<?php
require("./lib.php"); // for FLAG
$password = sha1(md5(rand().rand().rand()).rand());
if (isset($_GET['view-source'])) {
show_source(__FILE__);
exit();
}else if(isset($_POST['password'])){
sleep(1); // do not brute force!
if (strcmp($_POST['password'], $password) == 0) {
echo "Congratulations! Flag is <b>" . $FLAG ."</b>";
exit();
} else {
echo "Wrong password..";
}
}
?>
<br />
<br />
<form method="POST">
password : <input type="text" name="password" /> <input type="submit" value="chk">
</form>
<br />
<a href="?view-source">view-source</a>위 코드를 보면 $password = sha1(md5(rand().rand().rand()).rand()); ’password’는 rand함수를 사용하여 난수를 세 번 생성하고, md5함수를 사용하여 세 개의 난수를 합쳐서 문자열로 만들고 md5해시로 변환합니다.

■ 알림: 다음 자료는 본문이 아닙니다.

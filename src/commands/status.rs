use super::CommandContext;
use crate::core::{error::Result, print_field, print_info, print_section_header, short_hash};
use colored::*;

pub fn execute_status(ctx: &CommandContext) -> Result<()> {
    let status = ctx.service.repository_status(ctx.dir())?;

    print_section_header("Repository");
    print_field(
        "Branch",
        status.current_branch.as_deref().unwrap_or("(detached)"),
    );
    print_field(
        "Head",
        status.head.as_deref().map(short_hash).unwrap_or("(none)"),
    );
    print_field("Snapshots", &status.commit_count.to_string());

    if !status.has_changes() {
        print_info("Working copy clean");
        return Ok(());
    }

    print_section_header("Changes");
    for change in &status.changes {
        let code = format!("{:>2}", change.status.as_str());
        let code = if change.staged { code.green() } else { code.red() };
        println!("  {} {}", code, change.path.white());
    }
    println!();
    Ok(())
}
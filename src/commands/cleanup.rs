use super::CommandContext;
use crate::core::{error::Result, print_field, print_info, print_success};

pub fn execute_cleanup(ctx: &CommandContext) -> Result<()> {
    let report = ctx.service.cleanup(ctx.dir())?;
    if !report.was_repo {
        print_info("No repository; nothing to clean up");
        return Ok(());
    }

    print_success("Repository cleaned up");
    if report.left_view {
        print_field("Snapshot view", "exited");
    }
    if !report.failed_steps.is_empty() {
        print_field("Skipped", &report.failed_steps.join(", "));
    }
    if !report.terminated_processes.is_empty() {
        print_field(
            "Terminated processes",
            &report.terminated_processes.len().to_string(),
        );
    }
    println!();
    Ok(())
}
//! The tracked file set and the fixed ignore-list.
//!
//! Only text files are version controlled: the project manifest, the image
//! reference manifest, per-slide JSON files and a few optional docs. Binary
//! assets never enter history. The set is recomputed from disk on every scan
//! because slides come and go while the user edits.

use crate::core::error::Result;
use log::warn;
use std::fs;
use std::path::{Path, PathBuf};

pub const MANIFEST_FILE: &str = "project.yaml";
pub const IMAGE_MANIFEST_FILE: &str = "images.json";
pub const IGNORE_FILE: &str = ".gitignore";
pub const SLIDES_DIR: &str = "slides";

/// Optional documentation tracked when present
pub const AUX_DOCS: &[&str] = &["README.md", "CHANGELOG.md", "LICENSE"];

/// Written verbatim at init time; not user-configurable.
pub const IGNORE_TEMPLATE: &str = "\
# Deck project ignore list (generated, do not edit)

# Documents and archives
*.pptx
*.pdf
*.zip
*.tar
*.gz
*.7z

# Images
*.png
*.jpg
*.jpeg
*.gif
*.bmp
*.tiff
*.ico
*.svg

# Image assets
assets/images/*
!assets/images/README.md
!assets/images/.gitkeep

# Snapshot view state and replaced repositories
.snapshot_view_info.json
.git.backup-*/

# OS files
.DS_Store
Thumbs.db
*.swp
*.swo
*~
~*

# Temporary files
*.tmp
*.temp
*.log
*.cache
*.pid
*.lock

# Environment
.env
.env.*

# Editors
.vscode/
.idea/
*.sublime-*

# Build output
__pycache__/
*.py[cod]
node_modules/
dist/
build/
target/

# Databases
*.db
*.sqlite
*.sqlite3
";

/// Write the fixed ignore-list into the project root
pub fn write_ignore_list(root: &Path) -> Result<PathBuf> {
    let path = root.join(IGNORE_FILE);
    fs::write(&path, IGNORE_TEMPLATE)?;
    Ok(path)
}

/// Whether a project-relative path belongs to the tracked content categories
pub fn is_tracked_path(relative: &str) -> bool {
    let relative = relative.replace('\\', "/");
    if relative == MANIFEST_FILE || relative == IMAGE_MANIFEST_FILE {
        return true;
    }
    if AUX_DOCS.contains(&relative.as_str()) {
        return true;
    }
    relative
        .strip_prefix(SLIDES_DIR)
        .and_then(|rest| rest.strip_prefix('/'))
        .is_some_and(|rest| !rest.is_empty() && rest.ends_with(".json"))
}

/// Snapshot of which text files are eligible for version control right now
#[derive(Debug, Clone, Default, PartialEq, Eq)]
pub struct TrackedFiles {
    content: Vec<String>,
    ignore_list: bool,
}

impl TrackedFiles {
    pub fn scan(root: &Path) -> Result<Self> {
        let mut content = Vec::new();

        for name in [MANIFEST_FILE, IMAGE_MANIFEST_FILE] {
            if root.join(name).is_file() {
                content.push(name.to_string());
            }
        }

        let slides_dir = root.join(SLIDES_DIR);
        if slides_dir.is_dir() {
            let pattern = format!(
                "{}/**/*.json",
                glob::Pattern::escape(&slides_dir.to_string_lossy())
            );
            for entry in glob::glob(&pattern)? {
                match entry {
                    Ok(path) if path.is_file() => {
                        if let Some(relative) = relative_path(root, &path) {
                            content.push(relative);
                        }
                    }
                    Ok(_) => {}
                    Err(e) => warn!("Skipping unreadable slide path: {e}"),
                }
            }
        }

        for name in AUX_DOCS {
            if root.join(name).is_file() {
                content.push(name.to_string());
            }
        }

        content.sort();
        content.dedup();

        Ok(Self {
            content,
            ignore_list: root.join(IGNORE_FILE).is_file(),
        })
    }

    /// Content files, excluding the ignore-list
    pub fn content(&self) -> &[String] {
        &self.content
    }

    pub fn len(&self) -> usize {
        self.content.len()
    }

    pub fn is_empty(&self) -> bool {
        self.content.is_empty()
    }

    pub fn has_ignore_list(&self) -> bool {
        self.ignore_list
    }

    /// Drop the given content paths, e.g. those the ignore-list excludes
    pub fn exclude(&mut self, paths: &[String]) {
        self.content.retain(|path| !paths.contains(path));
    }

    /// Paths to stage: the content files plus the ignore-list when present
    pub fn staging_paths(&self) -> Vec<String> {
        let mut paths = self.content.clone();
        if self.ignore_list {
            paths.push(IGNORE_FILE.to_string());
            paths.sort();
        }
        paths
    }
}

fn relative_path(root: &Path, path: &Path) -> Option<String> {
    let relative = path.strip_prefix(root).ok()?;
    Some(relative.to_string_lossy().replace('\\', "/"))
}
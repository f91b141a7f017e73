//! Read-only time travel: detach the working copy onto a past snapshot and back.
//!
//! The controller has two states. `Normal` means no view record is present;
//! `Viewing(hash)` means a record names the snapshot currently checked out. The
//! record is written only after the checkout succeeds and removed only after
//! the original state has been restored, so a crash in between leaves a record
//! that [`ProjectRepo::view_status`] flags and [`ProjectRepo::force_recover`]
//! repairs.

use crate::core::{
    error::{Result, SnapshotError},
    git::{short_hash, ProjectRepo},
    state::{OriginalState, StateKind, ViewRecord, ViewRecordStore},
};
use chrono::{DateTime, Local};
use log::{debug, error, info, warn};
use serde::Serialize;

/// Branches tried in order by [`ProjectRepo::force_recover`]
pub const RECOVERY_BRANCHES: &[&str] = &["main", "master", "HEAD"];

#[derive(Debug, Clone, Serialize)]
pub struct ViewEntered {
    pub hash: String,
    pub short_hash: String,
    pub message: String,
    pub date: String,
    pub original_state: OriginalState,
}

#[derive(Debug, Clone, Serialize)]
pub struct ViewExited {
    pub hash: String,
    pub restored: OriginalState,
}

#[derive(Debug, Clone, Default, Serialize)]
pub struct ViewStatus {
    /// A record exists and HEAD still points at the recorded snapshot
    pub in_view: bool,
    /// A record exists, whether or not HEAD agrees with it
    pub record_present: bool,
    pub hash: Option<String>,
    pub short_hash: Option<String>,
    pub original_state: Option<OriginalState>,
    pub switched_at: Option<DateTime<Local>>,
}

impl ViewStatus {
    /// Record and working copy disagree; offer a forced recovery
    pub fn is_inconsistent(&self) -> bool {
        self.record_present && !self.in_view
    }
}

#[derive(Debug, Clone, Default, Serialize)]
pub struct ForceRecovery {
    /// Branch that was checked out, if any attempt succeeded
    pub checked_out: Option<String>,
    pub record_cleared: bool,
    pub worktrees_pruned: bool,
}

impl ProjectRepo {
    pub fn view_store(&self) -> ViewRecordStore {
        ViewRecordStore::new(self.root())
    }

    /// Detach the working copy onto `hash` for read-only inspection
    pub fn enter_view(&self, hash: &str) -> Result<ViewEntered> {
        self.require_initialized()?;
        let store = self.view_store();
        if let Some(record) = store.load()? {
            return Err(SnapshotError::AlreadyInView {
                hash: record.commit_hash,
            });
        }

        let full = self.resolve_commit(hash)?;
        let (message, date) = self.commit_summary(&full);
        let original = self.capture_original_state();
        debug!("Captured original state: {original:?}");

        if let Err(e) = self.git(&["checkout", "--quiet", "--detach", &full]) {
            warn!("Checkout of {} failed: {e}", short_hash(&full));
            self.rollback_to(&original);
            return Err(SnapshotError::checkout_failed(&full, e.to_string()));
        }

        let record = ViewRecord::new(&full, original.clone(), self.root());
        if let Err(e) = store.save(&record) {
            error!("Could not persist view record {}: {e}", store.path().display());
            self.rollback_to(&original);
            return Err(e);
        }

        info!("Viewing snapshot {}", short_hash(&full));
        Ok(ViewEntered {
            short_hash: short_hash(&full).to_string(),
            hash: full,
            message,
            date,
            original_state: original,
        })
    }

    /// Return to the state captured when the view was entered
    pub fn exit_view(&self) -> Result<ViewExited> {
        self.require_initialized()?;
        let store = self.view_store();
        let record = store.load()?.ok_or(SnapshotError::NotInView)?;
        let original = record
            .original_state
            .ok_or(SnapshotError::MissingOriginalState)?;

        self.restore_original_state(&original)?;
        store.clear()?;

        info!("Left snapshot view of {}", short_hash(&record.commit_hash));
        Ok(ViewExited {
            hash: record.commit_hash,
            restored: original,
        })
    }

    /// Read the view record and check it against the live HEAD
    pub fn view_status(&self) -> Result<ViewStatus> {
        let Some(record) = self.view_store().load()? else {
            return Ok(ViewStatus::default());
        };

        let head = if self.is_initialized() {
            self.head_commit().unwrap_or_else(|e| {
                warn!("Could not read HEAD: {e}");
                None
            })
        } else {
            None
        };
        let in_view =
            record.is_snapshot_view && head.as_deref() == Some(record.commit_hash.as_str());
        if !in_view {
            debug!(
                "View record names {} but HEAD is {:?}",
                short_hash(&record.commit_hash),
                head
            );
        }

        Ok(ViewStatus {
            in_view,
            record_present: true,
            short_hash: Some(short_hash(&record.commit_hash).to_string()),
            hash: Some(record.commit_hash),
            original_state: record.original_state,
            switched_at: Some(record.switched_at),
        })
    }

    /// Unconditionally leave view mode.
    ///
    /// Tries the recorded branch, then each of [`RECOVERY_BRANCHES`], and deletes
    /// the view record whatever the outcome. Only a failure to delete the record
    /// itself is reported as an error.
    pub fn force_recover(&self) -> Result<ForceRecovery> {
        let store = self.view_store();
        let recorded_branch = match store.load() {
            Ok(Some(record)) => record
                .original_state
                .filter(|state| state.kind == StateKind::Branch)
                .and_then(|state| state.reference),
            Ok(None) => None,
            Err(e) => {
                warn!("Could not read view record: {e}");
                None
            }
        };

        let mut report = ForceRecovery::default();

        if self.is_initialized() {
            let candidates = recorded_branch
                .iter()
                .map(String::as_str)
                .chain(RECOVERY_BRANCHES.iter().copied());
            for branch in candidates {
                match self.git(&["checkout", "--quiet", branch]) {
                    Ok(_) => {
                        info!("Recovered onto {branch}");
                        report.checked_out = Some(branch.to_string());
                        break;
                    }
                    Err(e) => debug!("Recovery checkout of {branch} failed: {e}"),
                }
            }
            if report.checked_out.is_none() {
                warn!("No recovery branch could be checked out");
            }
        }

        store.clear().map_err(|e| {
            SnapshotError::recover_failed(format!("could not remove view record: {e}"))
        })?;
        report.record_cleared = true;

        if self.is_initialized() {
            match self.git(&["worktree", "prune"]) {
                Ok(_) => report.worktrees_pruned = true,
                Err(e) => warn!("Worktree prune failed: {e}"),
            }
        }

        Ok(report)
    }

    /// Leave view mode if active; returns whether a view was exited
    pub fn ensure_not_in_view(&self) -> Result<bool> {
        if !self.view_store().exists() {
            return Ok(false);
        }
        match self.exit_view() {
            Ok(_) => Ok(true),
            Err(SnapshotError::NotInView) => Ok(false),
            Err(e) => {
                warn!("Exiting view failed, forcing recovery: {e}");
                self.force_recover()?;
                Ok(true)
            }
        }
    }

    fn capture_original_state(&self) -> OriginalState {
        let dirty = self.has_uncommitted_changes().unwrap_or_else(|e| {
            warn!("Could not check for uncommitted changes: {e}");
            false
        });
        let head = self.head_commit().unwrap_or_default();

        match (self.current_branch(), head) {
            (Ok(Some(branch)), Some(commit)) => OriginalState::branch(branch, commit, dirty),
            (Ok(None), Some(commit)) => OriginalState::detached(commit, dirty),
            _ => OriginalState::unknown(),
        }
    }

    fn restore_original_state(&self, original: &OriginalState) -> Result<()> {
        let result = match (original.kind, original.reference.as_deref()) {
            (StateKind::Branch, Some(branch)) => self.git(&["checkout", "--quiet", branch]),
            (StateKind::Commit, Some(commit)) => {
                self.git(&["checkout", "--quiet", "--detach", commit])
            }
            _ => self.git(&["checkout", "--", "."]),
        };
        result.map(|_| ()).map_err(|e| {
            warn!("Restoring original state failed: {e}");
            SnapshotError::recover_failed(e.to_string())
        })
    }

    fn rollback_to(&self, original: &OriginalState) {
        if original.kind == StateKind::Unknown {
            return;
        }
        if let Err(e) = self.restore_original_state(original) {
            error!("Rollback after failed view entry also failed: {e}");
        }
    }

    fn commit_summary(&self, hash: &str) -> (String, String) {
        match self.git(&["log", "-n", "1", "--format=%s%x1f%aI", hash]) {
            Ok(output) => {
                let output = output.trim();
                let (message, date) = output.split_once('\u{1f}').unwrap_or((output, ""));
                (message.to_string(), date.to_string())
            }
            Err(e) => {
                warn!("Could not read commit {}: {e}", short_hash(hash));
                (String::new(), String::new())
            }
        }
    }
}
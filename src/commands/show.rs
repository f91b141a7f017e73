use super::CommandContext;
use crate::core::{error::Result, format_hash, print_field, print_section_header};
use colored::*;

pub fn execute_show(ctx: &CommandContext, hash: &str) -> Result<()> {
    let content = ctx.service.snapshot_content(ctx.dir(), hash)?;

    print_section_header(&format!("Snapshot {}", format_hash(&content.short_hash)));
    for (key, value) in &content.metadata {
        if !value.is_empty() {
            print_field(key, value);
        }
    }

    println!();
    for (path, file) in &content.files {
        println!(
            "  {} {}",
            path.white(),
            format!("{} bytes", file.size).bright_black()
        );
    }
    println!();
    Ok(())
}
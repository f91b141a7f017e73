use super::CommandContext;
use crate::core::{error::Result, format_hash, print_info, print_section_header};
use colored::*;

pub fn execute_log(ctx: &CommandContext, limit: Option<usize>) -> Result<()> {
    let snapshots = ctx.service.list_snapshots(ctx.dir(), limit)?;
    if snapshots.is_empty() {
        print_info("No snapshots yet");
        return Ok(());
    }

    print_section_header("Snapshots");
    for snapshot in &snapshots {
        println!(
            "  {} {} {} {}",
            format_hash(&snapshot.short_hash),
            snapshot.date.bright_black(),
            snapshot.label().white(),
            format!("({} files)", snapshot.file_count).bright_black()
        );
    }
    println!();
    Ok(())
}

다시 한 번 rand함수로 난수를 만들어서 앞서 만들어진 md5 해시 문자열에 추가합니다.
마지막으로 위의 문자열을 sha함수를 사용하여 sha-1 해시로 변환해서 저장하는 코드입니다.
strcmp($_POST['password'], $password) == 0 그리고 이 코드를 통해 strcmp함수를 써서 $password와 입력받은 password와 비교해서 같으면 0을 출력하므로 0이 나온다면 Flag를 출력합니다.
그러나 strcmp함수는 치명적인 취약점이 존재하는데,
strcmp는 인자값으로 문자열이 들어오지 않을 경우 0을 반환하게 된다.
그렇다는 것은 password 값을 문자열이 아닌 배열로 바꾸고 포워드 해주면 0을 반환해서 Flag 값을 반환할 것 같다.
맨 아래 password 값이 보이는데 이 값을 수정해주면 된다.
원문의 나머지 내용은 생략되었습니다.